Conakry – La tension monte entre les autorités guinéennes et Emirates Global Aluminium (EGA), propriétaire de la Guinea Alumina Corporation (GAC). La junte au pouvoir a ordonné la suspension des exportations de bauxite depuis un mois, après avoir déjà bloqué, il y a plusieurs mois, son transport entre la mine de Boké et le port de Kamsar. Résultat : l’activité est à l’arrêt et plus de 3 000 emplois, directs et indirects, sont aujourd’hui menacés.
À l’origine de cette décision, un différend autour des engagements contractuels de GAC. Lors du rachat de la mine, EGA s’était engagée à construire une raffinerie d’alumine en Guinée d’ici 2027. Un projet que Conakry souhaite voir avancer afin de favoriser la transformation locale du minerai. Pourtant, d’autres compagnies opérant sur le marché de la bauxite ne sont pas soumises aux mêmes exigences, malgré des volumes d’exportation bien supérieurs à ceux de GAC.
Avec une production annuelle de 14 millions de tonnes en 2023, GAC expédie sa bauxite brute vers sa raffinerie d’Al-Taweelah, aux Émirats arabes unis. Mais depuis la suspension des activités, les principaux sous-traitants, notamment GPC et DTP (filiale du groupe Bouygues), ont cessé l’extraction du minerai et placé leurs salariés en chômage technique.
Face à cette impasse, GAC envisage à son tour de réduire ses effectifs.

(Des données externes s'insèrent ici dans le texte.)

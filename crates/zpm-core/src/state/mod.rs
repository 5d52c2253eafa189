use std::{
    collections::HashMap,
    sync::{Mutex, PoisonError},
};

use futures::{StreamExt, stream::FuturesUnordered};
use tokio::sync::watch;
use tracing::trace;

/// One-shot release flags keyed by ID.
///
/// Every ID is released exactly once with a success flag; waiters observe
/// the flag as soon as it is set, and late waiters see it immediately.
pub struct StateMachine {
    states: Mutex<HashMap<String, watch::Sender<Option<bool>>>>,
}

impl StateMachine {
    /// Creates a machine tracking `ids`, all pending.
    pub fn new<I, S>(ids: I) -> Self
    where
        I: IntoIterator<Item = S>,
        S: Into<String>,
    {
        let states = ids
            .into_iter()
            .map(|id| (id.into(), watch::Sender::new(None)))
            .collect();
        Self {
            states: Mutex::new(states),
        }
    }

    /// Releases `id` with `ok`. The first release wins; later ones are ignored.
    ///
    /// Returns `true` if this call set the flag.
    pub fn release(&self, id: &str, ok: bool) -> bool {
        let states = self.states.lock().unwrap_or_else(PoisonError::into_inner);
        let Some(tx) = states.get(id) else {
            return false;
        };

        let set = tx.send_if_modified(|v| {
            if v.is_none() {
                *v = Some(ok);
                true
            } else {
                false
            }
        });
        if set {
            trace!(target: "zpm.core.state", id, ok, "released");
        }
        set
    }

    /// Current flag of `id`: `None` if unknown, `Some(None)` while pending.
    pub fn get(&self, id: &str) -> Option<Option<bool>> {
        let states = self.states.lock().unwrap_or_else(PoisonError::into_inner);
        states.get(id).map(|tx| *tx.borrow())
    }

    /// Waits until every ID in `ids` is released.
    ///
    /// Returns `true` only if all of them succeeded. Returns `false` as soon
    /// as one fails; unknown IDs count as failed.
    pub async fn wait<S: AsRef<str>>(&self, ids: &[S]) -> bool {
        let mut receivers = Vec::with_capacity(ids.len());
        {
            let states = self.states.lock().unwrap_or_else(PoisonError::into_inner);
            for id in ids {
                match states.get(id.as_ref()) {
                    Some(tx) => receivers.push(tx.subscribe()),
                    None => return false,
                }
            }
        }

        let mut pending: FuturesUnordered<_> = receivers
            .into_iter()
            .map(|mut rx| async move {
                match rx.wait_for(Option::is_some).await {
                    Ok(v) => *v == Some(true),
                    Err(_) => false,
                }
            })
            .collect();

        while let Some(ok) = pending.next().await {
            if !ok {
                return false;
            }
        }
        true
    }

    /// Waits until every tracked ID is released; returns `true` if all succeeded.
    pub async fn wait_all(&self) -> bool {
        let ids: Vec<String> = {
            let states = self.states.lock().unwrap_or_else(PoisonError::into_inner);
            states.keys().cloned().collect()
        };

        let mut all = true;
        for id in &ids {
            all &= self.wait(std::slice::from_ref(id)).await;
        }
        all
    }
}

#[cfg(test)]
mod tests {
    use super::*;

    use std::{sync::Arc, time::Duration};

    #[test]
    fn first_release_wins() {
        let sm = StateMachine::new(["a"]);
        assert_eq!(sm.get("a"), Some(None));
        assert!(sm.release("a", true));
        assert!(!sm.release("a", false));
        assert_eq!(sm.get("a"), Some(Some(true)));
        assert_eq!(sm.get("b"), None);
        assert!(!sm.release("b", true));
    }

    #[tokio::test]
    async fn wait_sees_late_and_early_releases() {
        let sm = Arc::new(StateMachine::new(["a", "b"]));
        sm.release("a", true);

        let waiter = {
            let sm = Arc::clone(&sm);
            tokio::spawn(async move { sm.wait(&["a", "b"]).await })
        };
        tokio::time::sleep(Duration::from_millis(20)).await;
        assert!(!waiter.is_finished());

        sm.release("b", true);
        assert!(waiter.await.unwrap());
    }

    #[tokio::test]
    async fn failure_short_circuits() {
        let sm = StateMachine::new(["a", "b"]);
        sm.release("b", false);
        // "a" stays pending forever; the failed "b" must still end the wait
        let ok = tokio::time::timeout(Duration::from_secs(1), sm.wait(&["a", "b"]))
            .await
            .expect("wait should not block");
        assert!(!ok);
    }

    #[tokio::test]
    async fn unknown_ids_fail() {
        let sm = StateMachine::new(["a"]);
        assert!(!sm.wait(&["nope"]).await);
        assert!(sm.wait::<&str>(&[]).await);
    }

    #[tokio::test]
    async fn wait_all_reports_any_failure() {
        let sm = StateMachine::new(["a", "b"]);
        sm.release("a", true);
        sm.release("b", false);
        assert!(!sm.wait_all().await);
    }
}
use std::time::Duration;

use serde::{Deserialize, Serialize};

use crate::{Arguments, domain::secs};

/// Delay after which a still-running service is considered up, when the
/// descriptor asks for the default (`running_delay == 0`).
pub const DEFAULT_RUNNING_DELAY: Duration = Duration::from_secs(2);

/// Descriptor of a service started as part of a dependency-ordered slice.
#[derive(Clone, Debug, Default, PartialEq, Serialize, Deserialize)]
pub struct Startup {
    /// Explicit key; falls back to `name` when empty.
    #[serde(default)]
    pub id: String,
    /// Factory key of the command to run.
    pub name: String,
    /// Keys of the entries that must be up before this one starts.
    #[serde(default)]
    pub after: Vec<String>,
    #[serde(default, skip_serializing_if = "Option::is_none")]
    pub args: Option<Arguments>,
    #[serde(default)]
    pub max_restart: u32,
    #[serde(default, with = "secs", skip_serializing_if = "secs::is_zero")]
    pub recurring_period: Duration,
    #[serde(default)]
    pub protected: bool,
    /// Output substring that marks the service as running.
    #[serde(default, skip_serializing_if = "Option::is_none")]
    pub running_match: Option<String>,
    /// Seconds after which a live service counts as running.
    /// `< 0` disables the heuristic, `0` means [`DEFAULT_RUNNING_DELAY`].
    #[serde(default)]
    pub running_delay: i64,
}

/// Ordered list of startup descriptors.
pub type StartupSlice = Vec<Startup>;

impl Startup {
    pub fn new(name: impl Into<String>) -> Self {
        Self {
            name: name.into(),
            ..Default::default()
        }
    }

    pub fn with_id(mut self, id: impl Into<String>) -> Self {
        self.id = id.into();
        self
    }

    pub fn with_after<I, S>(mut self, after: I) -> Self
    where
        I: IntoIterator<Item = S>,
        S: Into<String>,
    {
        self.after = after.into_iter().map(Into::into).collect();
        self
    }

    pub fn with_args(mut self, args: impl Into<Arguments>) -> Self {
        self.args = Some(args.into());
        self
    }

    pub fn with_running_match(mut self, pattern: impl Into<String>) -> Self {
        self.running_match = Some(pattern.into());
        self
    }

    pub fn with_running_delay(mut self, secs: i64) -> Self {
        self.running_delay = secs;
        self
    }

    /// Key under which the entry is released to its dependents.
    pub fn key(&self) -> &str {
        if self.id.is_empty() {
            &self.name
        } else {
            &self.id
        }
    }

    /// Delay heuristic for this entry, `None` when disabled.
    pub fn running_delay(&self) -> Option<Duration> {
        match self.running_delay {
            d if d < 0 => None,
            0 => Some(DEFAULT_RUNNING_DELAY),
            d => Some(Duration::from_secs(d.unsigned_abs())),
        }
    }
}

#[cfg(test)]
mod tests {
    use super::*;

    #[test]
    fn key_prefers_explicit_id() {
        assert_eq!(Startup::new("net.setup").key(), "net.setup");
        assert_eq!(Startup::new("core.system").with_id("sshd").key(), "sshd");
    }

    #[test]
    fn running_delay_sentinels() {
        assert_eq!(Startup::new("a").running_delay(), Some(DEFAULT_RUNNING_DELAY));
        assert_eq!(Startup::new("a").with_running_delay(-1).running_delay(), None);
        assert_eq!(
            Startup::new("a").with_running_delay(5).running_delay(),
            Some(Duration::from_secs(5))
        );
    }

    #[test]
    fn decodes_from_json() {
        let up: Startup = serde_json::from_str(
            r#"{"name":"core.system","id":"redis","after":["net"],"running_match":"ready"}"#,
        )
        .unwrap();
        assert_eq!(up.after, vec!["net".to_string()]);
        assert_eq!(up.running_match.as_deref(), Some("ready"));
        assert_eq!(up.running_delay, 0);
    }
}
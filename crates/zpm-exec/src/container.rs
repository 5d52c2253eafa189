//! A process isolated in fresh PID, mount and UTS namespaces (plus network
//! unless `host_network`), optionally chrooted.
//!
//! Pipes cannot be created once the child is inside its root, so a private
//! channel (two pipes) is prepared beforehand and handed to the child on fixed
//! descriptors: fd 3 reads what the manager writes, fd 4 writes what the
//! manager reads. Standard streams are bound to `/dev/null`.
//!
//! `unshare(CLONE_NEWPID)` applies to the children of the calling process, so
//! the spawned program is the parent of the new PID namespace and its first
//! child becomes PID 1 inside it.

use std::{
    collections::HashMap,
    fs::File,
    os::{
        fd::{AsRawFd, OwnedFd, RawFd},
        unix::process::CommandExt,
    },
    process::{Command as StdCommand, Stdio},
    sync::{Arc, Mutex, OnceLock, PoisonError},
};

use nix::{
    fcntl::OFlag,
    sched::{CloneFlags, unshare},
    sys::signal::Signal,
    unistd::{chdir, chroot, pipe2, setsid},
};
use serde::{Deserialize, Serialize};
use tokio::sync::mpsc;
use tracing::debug;
use zpm_core::{CoreError, PidTable, Process, ProcessFactory};
use zpm_model::{Command, Message};

use crate::{ExecError, ExecResult, util::signal_pid};

/// Command name the container process is registered under.
pub const CONTAINER_COMMAND: &str = "core.container";

/// Descriptor the child reads the channel from.
pub const CHANNEL_READ_FD: RawFd = 3;
/// Descriptor the child writes the channel to.
pub const CHANNEL_WRITE_FD: RawFd = 4;

/// Arguments of a `core.container` command.
#[derive(Debug, Clone, Default, PartialEq, Eq, Serialize, Deserialize)]
#[serde(default)]
pub struct ContainerArgs {
    /// Program path, resolved inside `chroot`.
    pub name: String,
    /// Working directory inside `chroot`; empty means `/`.
    pub dir: String,
    pub args: Vec<String>,
    pub env: HashMap<String, String>,
    pub host_network: bool,
    /// New root directory; empty keeps the host root.
    pub chroot: String,
}

impl ContainerArgs {
    fn clone_flags(&self) -> CloneFlags {
        let mut flags = CloneFlags::CLONE_NEWPID | CloneFlags::CLONE_NEWNS | CloneFlags::CLONE_NEWUTS;
        if !self.host_network {
            flags |= CloneFlags::CLONE_NEWNET;
        }
        flags
    }
}

/// The manager's ends of the private channel.
#[derive(Debug)]
pub struct Channel {
    reader: File,
    writer: File,
}

impl Channel {
    /// Receives what the container writes to fd 4.
    pub fn reader(&self) -> &File {
        &self.reader
    }

    /// Delivers to the container's fd 3.
    pub fn writer(&self) -> &File {
        &self.writer
    }
}

pub struct ContainerProcess {
    cmd: Command,
    table: Arc<dyn PidTable>,
    pid: OnceLock<i32>,
    channel: Arc<Mutex<Option<Arc<Channel>>>>,
}

impl ContainerProcess {
    pub fn new(table: Arc<dyn PidTable>, cmd: Command) -> Self {
        Self {
            cmd,
            table,
            pid: OnceLock::new(),
            channel: Arc::new(Mutex::new(None)),
        }
    }

    pub fn factory() -> ProcessFactory {
        Arc::new(|table, cmd| Arc::new(ContainerProcess::new(table, cmd)))
    }

    /// The private channel while the container runs; `None` before start and after exit.
    pub fn channel(&self) -> Option<Arc<Channel>> {
        self.channel.lock().unwrap_or_else(PoisonError::into_inner).clone()
    }

    fn args(&self) -> ExecResult<ContainerArgs> {
        let args: ContainerArgs = self
            .cmd
            .arguments
            .as_ref()
            .ok_or(ExecError::MissingProgram)?
            .parse()?;
        if args.name.is_empty() {
            return Err(ExecError::MissingProgram);
        }
        Ok(args)
    }

    fn spawn(&self, args: &ContainerArgs) -> ExecResult<i32> {
        let (to_child_r, to_child_w) = pipe2(OFlag::O_CLOEXEC).map_err(std::io::Error::from)?;
        let (from_child_r, from_child_w) = pipe2(OFlag::O_CLOEXEC).map_err(std::io::Error::from)?;

        let mut command = StdCommand::new(&args.name);
        command
            .args(&args.args)
            .envs(&args.env)
            .stdin(Stdio::null())
            .stdout(Stdio::null())
            .stderr(Stdio::null());
        isolate(&mut command, args, &to_child_r, &from_child_w);

        let pid = self
            .table
            .register(&mut || command.spawn().map(|child| child.id() as i32))
            .map_err(|e| ExecError::Spawn(format!("{}: {e}", args.name)))?;

        // Child ends are closed here; the container holds its own copies.
        drop(command);
        drop(to_child_r);
        drop(from_child_w);

        *self.channel.lock().unwrap_or_else(PoisonError::into_inner) = Some(Arc::new(Channel {
            reader: File::from(from_child_r),
            writer: File::from(to_child_w),
        }));
        Ok(pid)
    }
}

/// Installs the namespace, root and descriptor setup run in the child.
fn isolate(command: &mut StdCommand, args: &ContainerArgs, read: &OwnedFd, write: &OwnedFd) {
    let flags = args.clone_flags();
    let root = (!args.chroot.is_empty()).then(|| args.chroot.clone());
    let dir = if args.dir.is_empty() { "/".to_string() } else { args.dir.clone() };
    let read = read.as_raw_fd();
    let write = write.as_raw_fd();

    // SAFETY: only raw syscalls run between fork and exec.
    unsafe {
        command.pre_exec(move || {
            setsid()?;
            unshare(flags)?;
            if let Some(root) = &root {
                chroot(root.as_str())?;
            }
            chdir(dir.as_str())?;
            place_fd(read, CHANNEL_READ_FD)?;
            place_fd(write, CHANNEL_WRITE_FD)?;
            Ok(())
        });
    }
}

/// Moves `fd` to `target` without the close-on-exec flag.
///
/// Goes through a descriptor above both targets first so that placing one end
/// never clobbers the other.
fn place_fd(fd: RawFd, target: RawFd) -> std::io::Result<()> {
    let high = unsafe { libc::fcntl(fd, libc::F_DUPFD, CHANNEL_WRITE_FD + 1) };
    if high < 0 {
        return Err(std::io::Error::last_os_error());
    }
    if unsafe { libc::dup2(high, target) } < 0 {
        return Err(std::io::Error::last_os_error());
    }
    unsafe { libc::close(high) };
    Ok(())
}

impl Process for ContainerProcess {
    fn command(&self) -> &Command {
        &self.cmd
    }

    fn run(&self) -> Result<mpsc::Receiver<Message>, CoreError> {
        let args = self.args()?;
        let pid = self.spawn(&args)?;
        let _ = self.pid.set(pid);
        debug!(target: "zpm.exec.container", id = %self.cmd.id, program = %args.name, pid, "container started");

        let (tx, rx) = mpsc::channel(1);
        let table = Arc::clone(&self.table);
        let channel = Arc::clone(&self.channel);
        let id = self.cmd.id.clone();

        tokio::spawn(async move {
            let status = table.wait_pid(pid).await;
            debug!(target: "zpm.exec.container", %id, pid, ?status, "container exited");
            channel.lock().unwrap_or_else(PoisonError::into_inner).take();

            let exit = if status.success() {
                Message::exit_success()
            } else {
                Message::exit_error()
            };
            let _ = tx.send(exit).await;
        });

        Ok(rx)
    }

    fn signal(&self, sig: Signal) -> Result<(), CoreError> {
        let pid = *self.pid.get().ok_or_else(|| CoreError::NotFound(self.cmd.id.clone()))?;
        signal_pid(pid, sig)
    }

    fn pid(&self) -> Option<i32> {
        self.pid.get().copied()
    }
}

#[cfg(test)]
mod tests {
    use super::*;

    use serde_json::json;

    #[test]
    fn network_namespace_follows_host_network() {
        let isolated = ContainerArgs::default();
        assert!(isolated.clone_flags().contains(CloneFlags::CLONE_NEWNET));

        let shared = ContainerArgs {
            host_network: true,
            ..ContainerArgs::default()
        };
        let flags = shared.clone_flags();
        assert!(!flags.contains(CloneFlags::CLONE_NEWNET));
        assert!(flags.contains(CloneFlags::CLONE_NEWPID | CloneFlags::CLONE_NEWNS | CloneFlags::CLONE_NEWUTS));
    }

    #[test]
    fn requires_a_program() {
        let cmd = Command::new(CONTAINER_COMMAND).with_arguments(json!({"chroot": "/tmp"}));
        let process = ContainerProcess::new(zpm_core::SystemPidTable::global(), cmd);
        assert!(matches!(process.args(), Err(ExecError::MissingProgram)));
        assert!(process.channel().is_none());
    }
}
//! Process-manager core.
//!
//! Admission, queueing and supervision of commands, the SIGCHLD-driven PID
//! table, and the classification pipeline that turns process output into
//! leveled messages and job results.
//!
//! OS-process variants live in `zpm-exec`; this crate only ships the internal
//! (in-runtime function) process.

pub mod config;
pub use config::ManagerConfig;

mod error;
pub use error::CoreError;

pub mod hooks;
pub use hooks::{DelayHook, ExitHook, Hook, HookRef, MatchHook, PidHook};

pub mod job;
pub use job::Job;

pub mod manager;
pub use manager::{MessageHandler, ProcessManager, ResultHandler, StatsHandler};

pub mod map;

pub mod process;
pub use process::{Context, Process, ProcessFactory, ProcessStats};

pub mod queue;

pub mod reaper;
pub use reaper::{PidTable, SystemPidTable, WaitStatus};

pub mod router;
pub use router::ProcessRouter;

pub mod state;
pub use state::StateMachine;

pub mod stream;

pub mod prelude {
    pub use crate::{
        CoreError, Hook, Job, ManagerConfig, Process, ProcessFactory, ProcessManager,
    };
    pub use zpm_model::{Command, JobResult, JobState, Level, Message, Startup};
}
//! Classification of raw process output into leveled [`Message`](zpm_model::Message)s.
//!
//! Line protocol:
//! - `N::text` → one message at level `N`
//! - `N:::` opens a multi-line block at level `N`, closed by a line `:::`
//! - anything else → the default level of the stream (stdout `1`, stderr `2`)

mod buffer;
pub use buffer::{RingBuffer, join_lines};

mod consumer;
pub use consumer::{Classifier, Interceptor, consume};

Selon des sources concordantes, des dirigeants de Mubadala, maison mère d’EGA, se sont rendus en Guinée afin de négocier une sortie de crise. Les représentants d’Abou Dhabi auraient accepté l’ensemble des exigences formulées par Conakry. Toutefois, la finalisation de l’accord nécessite des diligences juridiques et fiscales avant sa signature définitive.
Mais en attendant, le le chef de cabinet à présidence, Djiba Diakité, refuse d’accorder une autorisation provisoire permettant la reprise temporaire des opérations. Une position qui, selon certains observateurs, pourrait être motivée par des considérations politiques. En effet, GAC aurait entretenu par le passé des liens privilégiés avec l’ancien président Alpha Condé et, contrairement à d’autres acteurs du secteur, n’aurait pas versé de contributions financières au CNRD.
Alors que l’économie locale souffre déjà des conséquences de cette paralysie, le dossier GAC pourrait devenir un test important pour la politique minière du régime en place.Si le CNRD ne peut pas créer d’autres emplois, il doit au moins préserver ceux qui existent déjà.